## [THE TASK]
Reproduce exactly, and only, the lines running from the start of the entries below to the line containing "impl fmt::Display for".

## [Extracted records]

____________________

//! What a sketch should produce when it runs.

use std::fmt;
use std::str::FromStr;

use serde::{Deserialize, Serialize};

#[derive(Debug, Clone, Copy, PartialEq, Eq, Default, Serialize, Deserialize)]
#[serde(rename_all = "snake_case")]
pub enum Target {
    /// Render nothing.
    #[default]
    None,
    Image,
    Gif,
    Video,
    SpriteSheet,
    Montage,
}

impl Target {
    pub const ALL: [Target; 6] = [
        Target::None,
        Target::Image,
        Target::Gif,
        Target::Video,
        Target::SpriteSheet,
        Target::Montage,
    ];

    pub fn name(&self) -> &'static str {
        match self {
            Target::None => "none",
            Target::Image => "image",
            Target::Gif => "gif",
            Target::Video => "video",
            Target::SpriteSheet => "sprite_sheet",
            Target::Montage => "montage",
        }
    }

    /// True for targets built from a frame sequence.
    pub fn needs_frames(&self) -> bool {
        matches!(self, Target::Gif | Target::Video | Target::Montage)
    }
}

impl fmt::Display for Target {
    fn fmt(&self, f: &mut fmt::Formatter<'_>) -> fmt::Result {
        f.write_str(self.name())
    }
}

impl FromStr for Target {
    type Err = String;

    fn from_str(s: &str) -> Result<Self, Self::Err> {
        Target::ALL
            .iter()
            .copied()
            .find(|t| t.name() == s)
            .ok_or_else(|| format!("unknown target: {s}"))
    }
}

____________________

## [RESPONSE FOR THIS EXERCISE]
//! What a sketch should produce when it runs.

use std::fmt;
use std::str::FromStr;

use serde::{Deserialize, Serialize};

#[derive(Debug, Clone, Copy, PartialEq, Eq, Default, Serialize, Deserialize)]
#[serde(rename_all = "snake_case")]
pub enum Target {
    /// Render nothing.
    #[default]
    None,
    Image,
    Gif,
    Video,
    SpriteSheet,
    Montage,
}

impl Target {
    pub const ALL: [Target; 6] = [
        Target::None,
        Target::Image,
        Target::Gif,
        Target::Video,
        Target::SpriteSheet,
        Target::Montage,
    ];

    pub fn name(&self) -> &'static str {
        match self {
            Target::None => "none",
            Target::Image => "image",
            Target::Gif => "gif",
            Target::Video => "video",
            Target::SpriteSheet => "sprite_sheet",
            Target::Montage => "montage",
        }
    }

    /// True for targets built from a frame sequence.
    pub fn needs_frames(&self) -> bool {
        matches!(self, Target::Gif | Target::Video | Target::Montage)
    }
}

impl fmt::Display for Target {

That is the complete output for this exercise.